As described above, each of the plurality of memory layers 10 includes two or more memory dies stacked on each other, and the two or more memory dies may be connected to each other without a bump. For example, when each of the plurality of memory layers 10 includes a first memory die and a second memory die stacked on each other, pads of the first memory die and pads of the second memory die may be directly attached without the bump by a Cu-Cu bonding method. In this case, by connecting the pads of the first memory die and the pads of the second memory die, through silicon vias (TSV) of the first memory die may be connected to through silicon vias (TSV) of the second memory die. In this way, in each of the plurality of memory layers 10, the through silicon vias (TSV) included in the two or more memory dies may be connected to each other.

The buffer die 20 and the controller 30 may be mounted on an upper surface of the package substrate 40. The controller 30 may be a device configured to control a plurality of memory dies included in the plurality of memory layers 10, such as a central processing unit (CPU), a graphics processing unit (GPU), a system-on-chip (SoC), an application-specific integrated circuit (ASIC), and a memory controller. The controller 30 may transmit control signals for controlling each of the plurality of memory dies, and data signals for storing in at least some of the plurality of memory dies to the buffer die 20.

The buffer die 20 may transmit or receive signals to or from the controller 30, and may buffer the signals received from the controller 30 and transmit the buffered signals to at least one of the plurality of memory dies stacked thereon. However, according to example embodiments, the semiconductor package 1 may include only the buffer die 20 and the plurality of memory layers 10 stacked on the package substrate 40, and the number of memory layers 10 may vary depending on storage capacity to be provided to the semiconductor package 1.

FIG. 2 is a view schematically illustrating a semiconductor package according to an example embodiment of the present disclosure.

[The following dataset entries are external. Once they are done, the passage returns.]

//! # Pub/Sub Broker
//!
//! Channel membership with per-subscriber priorities, small-message
//! buffering, and large-fan-out delivery through the output multiplexer.
//!
//! ## Design Principles
//! 1. **Ids, Not References**: The broker stores connection ids; the
//!    dispatcher's close hook reconciles membership before a connection
//!    record is dropped, so there is no broker/connection cycle.
//! 2. **Format Once**: A published message is rendered to its wire form a
//!    single time and shared across every subscriber as `Bytes`.
//! 3. **Lock Then Deliver**: The membership lock covers map work only;
//!    delivery plans are executed after the lock is released.
//!
//! Three delivery strategies: small channels buffer payloads and release
//! them on a 10 ms cadence (or when 100 pile up), large channels go through
//! the multiplexer's chunked broadcast, and immediate publishes enqueue
//! per subscriber directly.

use ahash::RandomState;
use bytes::Bytes;
use hashbrown::HashMap;
use parking_lot::Mutex;
use tokio::time::Instant;
use tracing::trace;

use fkv_common::resp;

use crate::config::BrokerConfig;
use crate::writer::{ConnId, Multiplexer, Priority};

/// Per-publish options; defaults match the PUBLISH command.
#[derive(Debug, Clone, Copy, Default)]
pub struct PublishOptions {
    /// Delivery priority for broadcast fan-out; `None` means normal.
    pub priority: Option<Priority>,
    /// Skip buffering and enqueue per subscriber right away.
    pub immediate: bool,
    /// Force the multiplexer broadcast path regardless of channel size.
    pub broadcast: bool,
}

/// Point-in-time view of one channel's accounting.
#[derive(Debug, Clone, Copy, PartialEq, Eq)]
pub struct ChannelStats {
    pub subscribers: usize,
    pub messages: u64,
    pub bytes: u64,
    pub avg_message_size: u64,
    pub last_activity: Instant,
}

struct Channel {
    subscribers: HashMap<ConnId, Priority, RandomState>,
    /// Formatted frames waiting for the periodic flush.
    buffer: Vec<Bytes>,
    messages: u64,
    bytes: u64,
    last_activity: Instant,
}

impl Channel {
    fn new() -> Channel {
        Channel {
            subscribers: HashMap::with_hasher(RandomState::new()),
            buffer: Vec::new(),
            messages: 0,
            bytes: 0,
            last_activity: Instant::now(),
        }
    }
}

enum DeliveryPlan {
    /// Nothing to do; the channel has no subscribers.
    None,
    /// Payload parked in the channel buffer; count estimated.
    Buffered(usize),
    /// Buffer limit reached; deliver the drained frames now.
    FlushNow {
        targets: Vec<(ConnId, Priority)>,
        payload: Bytes,
        subscribers: usize,
    },
    /// Large channel; hand the subscriber list to the multiplexer.
    Broadcast(Vec<ConnId>, Priority),
    /// Enqueue per subscriber at its subscription priority.
    Direct(Vec<(ConnId, Priority)>),
}

/// The channel → subscriber registry.
pub struct Broker {
    config: BrokerConfig,
    channels: Mutex<HashMap<Vec<u8>, Channel, RandomState>>,
}

impl Broker {
    pub fn new(config: BrokerConfig) -> Broker {
        Broker {
            config,
            channels: Mutex::new(HashMap::with_hasher(RandomState::new())),
        }
    }

    /// Adds `id` to `channel`, creating the channel on first use.
    ///
    /// Idempotent; re-subscribing only updates the priority. Returns the
    /// channel's subscriber count afterwards.
    pub fn subscribe(&self, id: ConnId, channel: &[u8], priority: Priority) -> usize {
        let mut channels = self.channels.lock();
        let entry = channels
            .entry(channel.to_vec())
            .or_insert_with(Channel::new);
        entry.subscribers.insert(id, priority);
        entry.last_activity = Instant::now();
        entry.subscribers.len()
    }

    /// Removes `id` from `channel`; the channel itself is removed with its
    /// last subscriber. Returns the remaining subscriber count.
    pub fn unsubscribe(&self, id: ConnId, channel: &[u8]) -> usize {
        let mut channels = self.channels.lock();
        let remaining = match channels.get_mut(channel) {
            Some(entry) => {
                entry.subscribers.remove(&id);
                entry.subscribers.len()
            }
            None => return 0,
        };
        if remaining == 0 {
            channels.remove(channel);
        }
        remaining
    }

    /// Drops every membership of a closing connection.
    pub fn unsubscribe_all(&self, id: ConnId, channels: impl IntoIterator<Item = Vec<u8>>) {
        for channel in channels {
            self.unsubscribe(id, &channel);
        }
    }

    pub fn subscriber_count(&self, channel: &[u8]) -> usize {
        self.channels
            .lock()
            .get(channel)
            .map(|entry| entry.subscribers.len())
            .unwrap_or(0)
    }

    pub fn channel_count(&self) -> usize {
        self.channels.lock().len()
    }

    pub fn stats(&self, channel: &[u8]) -> Option<ChannelStats> {
        let channels = self.channels.lock();
        channels.get(channel).map(|entry| ChannelStats {
            subscribers: entry.subscribers.len(),
            messages: entry.messages,
            bytes: entry.bytes,
            avg_message_size: if entry.messages == 0 {
                0
            } else {
                entry.bytes / entry.messages
            },
            last_activity: entry.last_activity,
        })
    }

    /// Publishes `message` on `channel`.
    ///
    /// Returns the delivered count: for direct and broadcast strategies the
    /// number of slots that accepted the payload, for the buffered strategy
    /// the subscriber count at publish time (a best-effort estimate, since
    /// membership may change before the buffer flushes).
    pub async fn publish(
        &self,
        om: &Multiplexer,
        channel: &[u8],
        message: &[u8],
        options: PublishOptions,
    ) -> usize {
        let frame = format_message(channel, message);
        let plan = {
            let mut channels = self.channels.lock();
            let entry = match channels.get_mut(channel) {
                Some(entry) => entry,
                None => return 0,
            };
            entry.messages += 1;
            entry.bytes += message.len() as u64;
            entry.last_activity = Instant::now();

            let subscribers = entry.subscribers.len();
            if subscribers == 0 {
                DeliveryPlan::None
            } else if options.broadcast || subscribers >= self.config.large_channel_threshold {
                DeliveryPlan::Broadcast(
                    entry.subscribers.keys().copied().collect(),
                    options.priority.unwrap_or(Priority::Normal),
                )
            } else if !self.config.batching || options.immediate {
                DeliveryPlan::Direct(
                    entry
                        .subscribers
                        .iter()
                        .map(|(&id, &priority)| (id, priority))
                        .collect(),
                )
            } else {
                entry.buffer.push(frame.clone());
                if entry.buffer.len() >= self.config.max_buffered_messages {
                    DeliveryPlan::FlushNow {
                        targets: entry
                            .subscribers
                            .iter()
                            .map(|(&id, &priority)| (id, priority))
                            .collect(),
                        payload: combine(entry.buffer.drain(..)),
                        subscribers,
                    }
                } else {
                    DeliveryPlan::Buffered(subscribers)
                }
            }
        };

        match plan {
            DeliveryPlan::None => 0,
            DeliveryPlan::Buffered(subscribers) => subscribers,
            DeliveryPlan::FlushNow {
                targets,
                payload,
                subscribers,
            } => {
                deliver(om, &targets, &payload);
                subscribers
            }
            DeliveryPlan::Broadcast(targets, priority) => {
                om.broadcast(&targets, &frame, priority).await.delivered
            }
            DeliveryPlan::Direct(targets) => deliver(om, &targets, &frame),
        }
    }

    /// Releases every non-empty channel buffer to its current subscribers.
    ///
    /// Driven by the periodic flush task; returns the number of slot
    /// enqueues that succeeded.
    pub fn flush_buffers(&self, om: &Multiplexer) -> usize {
        let work: Vec<(Vec<(ConnId, Priority)>, Bytes)> = {
            let mut channels = self.channels.lock();
            channels
                .values_mut()
                .filter(|entry| !entry.buffer.is_empty())
                .map(|entry| {
                    let payload = combine(entry.buffer.drain(..));
                    let targets = entry
                        .subscribers
                        .iter()
                        .map(|(&id, &priority)| (id, priority))
                        .collect();
                    (targets, payload)
                })
                .collect()
        };

        let mut delivered = 0;
        for (targets, payload) in work {
            delivered += deliver(om, &targets, &payload);
        }
        if delivered > 0 {
            trace!(delivered, "flushed channel buffers");
        }
        delivered
    }
}

fn deliver(om: &Multiplexer, targets: &[(ConnId, Priority)], payload: &Bytes) -> usize {
    let mut delivered = 0;
    for &(id, priority) in targets {
        if om.enqueue(id, payload.clone(), priority).is_ok() {
            delivered += 1;
        }
    }
    delivered
}

/// Concatenates buffered frames so each subscriber gets one coalesced
/// write; frame order within the buffer is publish order.
fn combine(frames: impl Iterator<Item = Bytes>) -> Bytes {
    let mut combined = Vec::new();
    for frame in frames {
        combined.extend_from_slice(&frame);
    }
    Bytes::from(combined)
}

/// Renders the `["message", channel, payload]` delivery array.
pub fn format_message(channel: &[u8], message: &[u8]) -> Bytes {
    let mut out = Vec::with_capacity(32 + channel.len() + message.len());
    resp::write_array_header(&mut out, 3);
    resp::write_bulk(&mut out, b"message");
    resp::write_bulk(&mut out, channel);
    resp::write_bulk(&mut out, message);
    Bytes::from(out)
}

#[cfg(test)]
mod tests {
    use super::*;
    use crate::config::WriterConfig;

    fn broker() -> Broker {
        Broker::new(BrokerConfig::default())
    }

    #[test]
    fn message_frame_matches_wire_format() {
        let frame = format_message(b"news", b"hi");
        assert_eq!(&frame[..], b"*3\r\n$7\r\nmessage\r\n$4\r\nnews\r\n$2\r\nhi\r\n");
    }

    #[test]
    fn subscribe_is_idempotent() {
        let broker = broker();
        assert_eq!(broker.subscribe(1, b"news", Priority::Normal), 1);
        assert_eq!(broker.subscribe(1, b"news", Priority::High), 1);
        assert_eq!(broker.subscribe(2, b"news", Priority::Normal), 2);
        assert_eq!(broker.subscriber_count(b"news"), 2);
    }

    #[test]
    fn last_unsubscribe_removes_channel() {
        let broker = broker();
        broker.subscribe(1, b"news", Priority::Normal);
        broker.subscribe(2, b"news", Priority::Normal);
        assert_eq!(broker.unsubscribe(1, b"news"), 1);
        assert_eq!(broker.channel_count(), 1);
        assert_eq!(broker.unsubscribe(2, b"news"), 0);
        assert_eq!(broker.channel_count(), 0);
        // Idempotent against channels that are already gone.
        assert_eq!(broker.unsubscribe(2, b"news"), 0);
    }

    #[test]
    fn unsubscribe_all_clears_every_membership() {
        let broker = broker();
        broker.subscribe(1, b"a", Priority::Normal);
        broker.subscribe(1, b"b", Priority::Low);
        broker.subscribe(2, b"b", Priority::Normal);

        broker.unsubscribe_all(1, vec![b"a".to_vec(), b"b".to_vec()]);
        assert_eq!(broker.subscriber_count(b"a"), 0);
        assert_eq!(broker.subscriber_count(b"b"), 1);
        assert_eq!(broker.channel_count(), 1);
    }

    #[tokio::test]
    async fn publish_without_subscribers_delivers_zero() {
        let broker = broker();
        let om = Multiplexer::new(WriterConfig::default());
        let delivered = broker
            .publish(&om, b"nobody", b"hello", PublishOptions::default())
            .await;
        assert_eq!(delivered, 0);
    }

    #[tokio::test]
    async fn buffered_publish_reports_subscriber_count() {
        let broker = broker();
        let om = Multiplexer::new(WriterConfig::default());
        broker.subscribe(1, b"news", Priority::Normal);
        broker.subscribe(2, b"news", Priority::Normal);

        let delivered = broker
            .publish(&om, b"news", b"hi", PublishOptions::default())
            .await;
        assert_eq!(delivered, 2);

        let stats = broker.stats(b"news").expect("channel exists");
        assert_eq!(stats.messages, 1);
        assert_eq!(stats.bytes, 2);
        assert_eq!(stats.avg_message_size, 2);
    }

    #[tokio::test]
    async fn immediate_publish_counts_accepted_slots_only() {
        let broker = broker();
        let om = Multiplexer::new(WriterConfig::default());
        // Subscribers exist in the broker but have no registered slots, so
        // nothing is actually accepted.
        broker.subscribe(1, b"news", Priority::Normal);
        let delivered = broker
            .publish(
                &om,
                b"news",
                b"hi",
                PublishOptions {
                    immediate: true,
                    ..PublishOptions::default()
                },
            )
            .await;
        assert_eq!(delivered, 0);
    }
}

A semiconductor package 50 according to an embodiment illustrated in FIG. 2 may be a high bandwidth memory (HBM) type memory device having an increased bandwidth by including a plurality of channels having interfaces independent of each other. Referring to FIG. 2, the semiconductor package 50 may include a buffer die 70 and a memory layer 60 stacked on each other. The memory layer 60 may be stacked on the buffer die 70 and may include first to fourth memory dies 61 to 64. While FIG. 2 shows first to fourth memory dies 61 to 64, this is for purposes of illustration, and the number of memory dies included in the memory layer 60 may vary according to example embodiments.

Each of the first to fourth memory dies 61 to 64 included in the memory layer 60 may include one or more channels. In the example embodiment illustrated in FIG. 2, each of the memory dies 61 to 64 may include two channels, and one memory layer 60 may include eight channels CH1 to CH8. For example, a first memory die 61 may include a first channel CH1 and a third channel CH3, a second memory die 62 may include a second channel CH2 and a fourth channel CH4, a third memory die 63 may include a fifth channel CH5 and a seventh channel CH7, and a fourth memory die 64 may include a sixth channel CH8 and an eighth channel CH8.

The buffer die 70 may communicate with external hosts such as a memory controller, an application processor, and a central processing unit, and may receive a command signal, an address signal, and a data signal from external hosts. The buffer die 70 may provide the received command signal, the received address signal, and the received data signal to the memory dies 61 to 64. The buffer die 70 may be mounted on the package substrate included in the semiconductor package 50, and may transmit or receive signals to or from the external hosts through bumps and wiring patterns in the package substrate. Because the buffer die 70 buffers the command signal, the address signal, and the data signal, the external hosts may transmit or receive signals from or to the memory dies 61 to 64 while driving only a load of the buffer die 70.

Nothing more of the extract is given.